People unfamiliar with the criminal-justice system in Orange County may suspect the process almost always functions correctly. Obeying constitutional rights, police and prosecutors pursue only guilty defendants. Juries issue verdicts while in possession of all key facts, and judges leave their biases at the courthouse door before ruling. Even if something goes awry, a court of appeal will take corrective action.
That rosy scenario is too often a fantasy, according to a 752-page report filed Aug. 26 by Assistant Public Defender Scott Sanders in People v. Daniel Wozniak, a gory double murder. For more than two years, Sanders has conducted an in-depth probe of courthouse shenanigans, making bombshell revelations and ruffling feathers. The findings aren't speculative. Naming names and identifying wrongdoing with time-stamp precision, he's made the case that law enforcement is plagued with dishonest characters willing to cheat even in death penalty cases and commit perjury to cover up corruption.

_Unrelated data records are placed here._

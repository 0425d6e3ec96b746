//! Video source abstraction and per-region frame capture.

use std::{
    sync::{Arc, Mutex},
    time::Instant,
};

use async_trait::async_trait;
use chrono::{DateTime, Utc};
use pillwatch_types::{frame::RawImage, geometry::Rectangle, PillwatchError, Result};
use tracing::debug;

mod command;

pub use command::CommandSource;

/// Aggregated frame-grab counters.
#[derive(Debug, Default, Clone)]
pub struct CaptureMetrics {
    pub successful_grabs: u64,
    pub failed_grabs: u64,
    pub last_grab_ms: Option<u64>,
    pub last_frame_at: Option<DateTime<Utc>>,
}

impl CaptureMetrics {
    fn record(&mut self, start: Instant, ok: bool) {
        if ok {
            self.successful_grabs += 1;
            self.last_frame_at = Some(Utc::now());
        } else {
            self.failed_grabs += 1;
        }
        self.last_grab_ms = Some(start.elapsed().as_millis() as u64);
    }
}

/// Live camera feed. Frames are delivered unmirrored; the on-screen preview is mirrored.
#[async_trait]
pub trait VideoSource: Send + Sync {
    async fn connect(&mut self) -> Result<()>;
    /// `Ok(None)` means the source is healthy but has no frame yet.
    /// `Err(SourceLost)` means the camera itself is gone.
    async fn current_frame(&self) -> Result<Option<RawImage>>;
    fn metrics(&self) -> CaptureMetrics;
}

/// In-memory source whose frame is set by the caller. Clones share the same frame.
#[derive(Clone, Default)]
pub struct StaticSource {
    frame: Arc<Mutex<Option<RawImage>>>,
    lost: Arc<Mutex<Option<String>>>,
    metrics: Arc<Mutex<CaptureMetrics>>,
}

impl StaticSource {
    pub fn new() -> Self {
        Self::default()
    }

    pub fn with_frame(frame: RawImage) -> Self {
        let source = Self::default();
        source.set_frame(frame);
        source
    }

    pub fn set_frame(&self, frame: RawImage) {
        if let Ok(mut guard) = self.frame.lock() {
            *guard = Some(frame);
        }
    }

    /// Mutate the current frame in place; no-op without a frame.
    pub fn update_frame(&self, f: impl FnOnce(&mut RawImage)) {
        if let Ok(mut guard) = self.frame.lock() {
            if let Some(frame) = guard.as_mut() {
                f(frame);
                frame.captured_at = Utc::now();
            }
        }
    }

    pub fn clear_frame(&self) {
        if let Ok(mut guard) = self.frame.lock() {
            *guard = None;
        }
    }

    /// Simulate the device disappearing; every later grab fails with `SourceLost`.
    pub fn disconnect(&self, reason: impl Into<String>) {
        if let Ok(mut guard) = self.lost.lock() {
            *guard = Some(reason.into());
        }
    }
}

#[async_trait]
impl VideoSource for StaticSource {
    async fn connect(&mut self) -> Result<()> {
        if let Ok(mut guard) = self.lost.lock() {
            *guard = None;
        }
        Ok(())
    }

    async fn current_frame(&self) -> Result<Option<RawImage>> {
        let start = Instant::now();
        let lost = self
            .lost
            .lock()
            .map_err(|_| capture_error("failed to lock source state"))?
            .clone();
        if let Some(reason) = lost {
            if let Ok(mut metrics) = self.metrics.lock() {
                metrics.record(start, false);
            }
            return Err(PillwatchError::SourceLost(reason));
        }

        let frame = self
            .frame
            .lock()
            .map_err(|_| capture_error("failed to lock frame"))?
            .clone();
        if let Ok(mut metrics) = self.metrics.lock() {
            metrics.record(start, frame.is_some());
        }
        Ok(frame)
    }

    fn metrics(&self) -> CaptureMetrics {
        self.metrics.lock().map(|m| m.clone()).unwrap_or_default()
    }
}

/// Top-left corner in source-frame pixels of a `width` x `height` crop for `rect`.
///
/// `rect` is expressed against the mirrored preview, so the horizontal offset is
/// measured from the right edge of the source frame. Offsets are clamped so the crop
/// always stays inside the frame.
pub fn source_origin(frame_width: u32, frame_height: u32, rect: &Rectangle, width: u32, height: u32) -> (u32, u32) {
    let max_x = f64::from(frame_width.saturating_sub(width));
    let max_y = f64::from(frame_height.saturating_sub(height));
    let sx = (f64::from(frame_width) - rect.x - rect.width).round();
    let sy = rect.y.round();
    (sx.clamp(0.0, max_x) as u32, sy.clamp(0.0, max_y) as u32)
}

/// Copy the pixels under `rect` out of `frame`.
///
/// The result is always `rect.pixel_size()` so repeated captures of a cell compare
/// against its baseline without dimension drift.
pub fn capture_region(frame: &RawImage, rect: &Rectangle) -> Result<RawImage> {
    rect.validate()
        .map_err(|err| capture_error(format!("cannot capture region: {err}")))?;
    if frame.is_empty() {
        return Err(capture_error("no frame available"));
    }
    if !frame.is_well_formed() {
        return Err(capture_error(format!(
            "frame buffer holds {} bytes, expected {} for {}x{}",
            frame.data.len(),
            frame.pixel_count() * 4,
            frame.width,
            frame.height
        )));
    }

    let (width, height) = rect.pixel_size();
    if width > frame.width || height > frame.height {
        return Err(capture_error(format!(
            "region {width}x{height} larger than frame {}x{}",
            frame.width, frame.height
        )));
    }

    let (sx, sy) = source_origin(frame.width, frame.height, rect, width, height);
    let stride = frame.width as usize * 4;
    let row_bytes = width as usize * 4;
    let mut data = Vec::with_capacity(row_bytes * height as usize);
    for row in 0..height as usize {
        let start = (sy as usize + row) * stride + sx as usize * 4;
        let line = frame
            .data
            .get(start..start + row_bytes)
            .ok_or_else(|| capture_error("pixel read outside frame"))?;
        data.extend_from_slice(line);
    }
    debug!(
        "captured {}x{} at source ({}, {}) for region {}",
        width, height, sx, sy, rect
    );

    let mut image = RawImage::from_rgba(width, height, data);
    image.captured_at = frame.captured_at;
    Ok(image)
}

/// Generate an error aligned with capture semantics.
pub fn capture_error(message: impl Into<String>) -> PillwatchError {
    PillwatchError::Capture(message.into())
}
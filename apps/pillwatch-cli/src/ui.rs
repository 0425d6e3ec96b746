use std::{
    collections::VecDeque,
    sync::mpsc::{Receiver, TryRecvError},
    time::{Duration, Instant},
};

use anyhow::Result;
use crossterm::{
    event::{self, Event as CEvent, KeyCode},
    execute,
    terminal::{disable_raw_mode, enable_raw_mode, EnterAlternateScreen, LeaveAlternateScreen},
};
use pillwatch_session::{CellView, SessionView};
use pillwatch_types::{
    events::{Notification, Severity},
    status::CellStatus,
};
use ratatui::{
    backend::CrosstermBackend,
    layout::{Constraint, Direction, Layout, Rect},
    style::{Color, Modifier, Style},
    text::{Line, Span},
    widgets::{Block, Borders, List, ListItem, Paragraph},
    Frame, Terminal,
};

const MAX_NOTIFICATIONS: usize = 50;

pub enum UiMessage {
    Notification(Notification),
}

struct Toast {
    notification: Notification,
    expires_at: Instant,
}

pub fn run<F>(receiver: Receiver<UiMessage>, summary: String, view: F) -> Result<()>
where
    F: Fn() -> SessionView,
{
    enable_raw_mode()?;
    let mut stdout = std::io::stdout();
    execute!(stdout, EnterAlternateScreen)?;
    let backend = CrosstermBackend::new(stdout);
    let mut terminal = Terminal::new(backend)?;
    terminal.hide_cursor()?;

    let res = run_loop(&mut terminal, receiver, summary.as_str(), view);

    terminal.show_cursor()?;
    disable_raw_mode()?;
    execute!(terminal.backend_mut(), LeaveAlternateScreen)?;
    res
}

fn run_loop<B, F>(
    terminal: &mut Terminal<B>,
    receiver: Receiver<UiMessage>,
    summary: &str,
    view: F,
) -> Result<()>
where
    B: ratatui::backend::Backend,
    F: Fn() -> SessionView,
{
    let mut history: VecDeque<Notification> = VecDeque::with_capacity(MAX_NOTIFICATIONS);
    let mut toasts: Vec<Toast> = Vec::new();

    loop {
        loop {
            match receiver.try_recv() {
                Ok(UiMessage::Notification(notification)) => {
                    if history.len() == MAX_NOTIFICATIONS {
                        history.pop_front();
                    }
                    history.push_back(notification.clone());
                    toasts.push(Toast {
                        expires_at: Instant::now()
                            + Duration::from_millis(notification.display_ms),
                        notification,
                    });
                }
                Err(TryRecvError::Empty) | Err(TryRecvError::Disconnected) => break,
            }
        }
        let now = Instant::now();
        toasts.retain(|toast| toast.expires_at > now);

        let snapshot = view();
        terminal.draw(|f| draw(f, &snapshot, summary, &toasts, &history))?;

        if event::poll(Duration::from_millis(100))? {
            if let CEvent::Key(key) = event::read()? {
                if matches!(key.code, KeyCode::Char('q') | KeyCode::Esc) {
                    break;
                }
            }
        }
    }

    Ok(())
}

fn draw(f: &mut Frame, view: &SessionView, summary: &str, toasts: &[Toast], history: &VecDeque<Notification>) {
    let chunks = Layout::default()
        .direction(Direction::Vertical)
        .constraints([Constraint::Length(3), Constraint::Min(0), Constraint::Length(8)].as_ref())
        .split(f.size());

    let state = if view.polling {
        Span::styled("monitoring", Style::default().fg(Color::Green))
    } else if view.master_region.is_none() {
        Span::styled("no region", Style::default().fg(Color::Red))
    } else {
        Span::styled("idle", Style::default().fg(Color::Yellow))
    };
    let header = Paragraph::new(Line::from(vec![
        Span::styled(
            "Pillwatch",
            Style::default()
                .fg(Color::Cyan)
                .add_modifier(Modifier::BOLD),
        ),
        Span::raw("  "),
        state,
        Span::raw("  "),
        Span::raw(summary),
        Span::raw("  "),
        Span::styled("q", Style::default().fg(Color::Yellow)),
        Span::raw(" to quit"),
    ]))
    .block(Block::default().borders(Borders::ALL).title("Status"));
    f.render_widget(header, chunks[0]);

    draw_grid(f, chunks[1], view);

    let items: Vec<ListItem> = toasts
        .iter()
        .rev()
        .map(|toast| {
            ListItem::new(toast.notification.message.clone())
                .style(Style::default().fg(severity_color(toast.notification.severity)))
        })
        .chain(
            history
                .iter()
                .rev()
                .skip(toasts.len())
                .map(|n| ListItem::new(n.message.clone()).style(Style::default().fg(Color::DarkGray))),
        )
        .collect();
    let list = List::new(items).block(Block::default().borders(Borders::ALL).title("Notifications"));
    f.render_widget(list, chunks[2]);
}

fn draw_grid(f: &mut Frame, area: Rect, view: &SessionView) {
    let block = Block::default().borders(Borders::ALL).title("Organizer");
    let inner = block.inner(area);
    f.render_widget(block, area);

    let rows = view.cells.iter().map(|c| c.cell.row + 1).max().unwrap_or(0);
    let cols = view.cells.iter().map(|c| c.cell.col + 1).max().unwrap_or(0);
    if rows == 0 || cols == 0 {
        f.render_widget(Paragraph::new("No master region set."), inner);
        return;
    }

    let row_areas = Layout::default()
        .direction(Direction::Vertical)
        .constraints(vec![Constraint::Ratio(1, rows as u32); rows as usize])
        .split(inner);
    for (row, row_area) in row_areas.iter().enumerate() {
        let col_areas = Layout::default()
            .direction(Direction::Horizontal)
            .constraints(vec![Constraint::Ratio(1, cols as u32); cols as usize])
            .split(*row_area);
        for (col, cell_area) in col_areas.iter().enumerate() {
            let Some(cell) = view
                .cells
                .iter()
                .find(|c| c.cell.row as usize == row && c.cell.col as usize == col)
            else {
                continue;
            };
            f.render_widget(cell_widget(cell), *cell_area);
        }
    }
}

fn cell_widget(cell: &CellView) -> Paragraph<'static> {
    let status = cell.state.status;
    let diff = cell
        .state
        .diff
        .map(|d| format!("{d:.1}%"))
        .unwrap_or_else(|| "-".into());
    Paragraph::new(vec![
        Line::from(Span::styled(
            status.as_str().to_string(),
            Style::default().fg(status_color(status)),
        )),
        Line::from(diff),
    ])
    .block(
        Block::default()
            .borders(Borders::ALL)
            .title(cell.cell.label.clone()),
    )
}

fn status_color(status: CellStatus) -> Color {
    if status.is_error() {
        return Color::Red;
    }
    match status {
        CellStatus::Idle => Color::Green,
        CellStatus::Changed => Color::Yellow,
        _ => Color::DarkGray,
    }
}

fn severity_color(severity: Severity) -> Color {
    match severity {
        Severity::Info => Color::Cyan,
        Severity::Success => Color::Green,
        Severity::Warning => Color::Yellow,
        Severity::Error => Color::Red,
    }
}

"There has been an impermissible pro-prosecution thumb on the scale of justice in this county for decades," he observed.
This attack could be déjà vu for you. In January 2014, Sanders released his first provocative dispatch--in People v. Scott Dekraai--and set off quakes and aftershocks felt all the way to the East Coast. While critics complain the defense lawyer has manufactured a calamity, nobody can doubt the impact of his discoveries.
There have been abandoned murder trials; a felony conviction was overturned; tens of thousands of previously hidden records were released; deputies were caught committing perjury without punishment; prosecutors were booted from high-profile cases after feigning memory loss and ignoring ethics; officials acknowledged the existence of a jailhouse records system called TRED that contains hidden exculpatory evidence for hundreds, if not thousands, of defendants; legal scholar Erwin Chemerinsky declared a "constitutional crisis"; the national media, including CBS's 60 Minutes, parachuted in; calls began for a U.S. Department of Justice investigation; and District Attorney Tony Rackauckas ordered ethics retraining and revamped policies, as well as created an external review panel.
Though Sanders' latest motion is loaded with new, alarming details of alleged courthouse cheating going back three decades, there's a likelihood it won't cause as much commotion. Why? Judicial temperament.
In Dekraai, Superior Court Judge Thomas M. Goethals granted piecemeal approval of Sanders' requests to obtain long-shielded records and to cross-examine deputies and prosecutors. With each development throughout 2014 bolstering the public defender's stance, Goethals gave him more leeway, especially when he determined deputies Seth Tunstall and Ben Garcia had repeatedly lied on the witness stand and hidden crucial documents as a way to thwart Sanders' inquiry. By March 2015, the judge saw a pattern that drew him, a former deputy DA, to a conclusion in the case: deputies and prosecutors can't be trusted to obey basic ethical obligations. Goethals recused Rackauckas' entire office and transferred Dekraai to the uncooperative California Attorney General Kamala Harris. That case is on hold while Harris fights her chore in appellate court.
Meanwhile, three floors down in Orange County's central courthouse, where the Wozniak drama is unfolding, the public defender's successes are being ignored or discredited. James Stotler, the first judge in the case, recused himself in January after admitting he'd been secretly rooting against Sanders. The county's presiding judge sent the matter to Goethals, but prosecutor Matt Murphy objected, and Judge John D. Conley, a longtime prosecutor in the homicide unit that employs Murphy, took over.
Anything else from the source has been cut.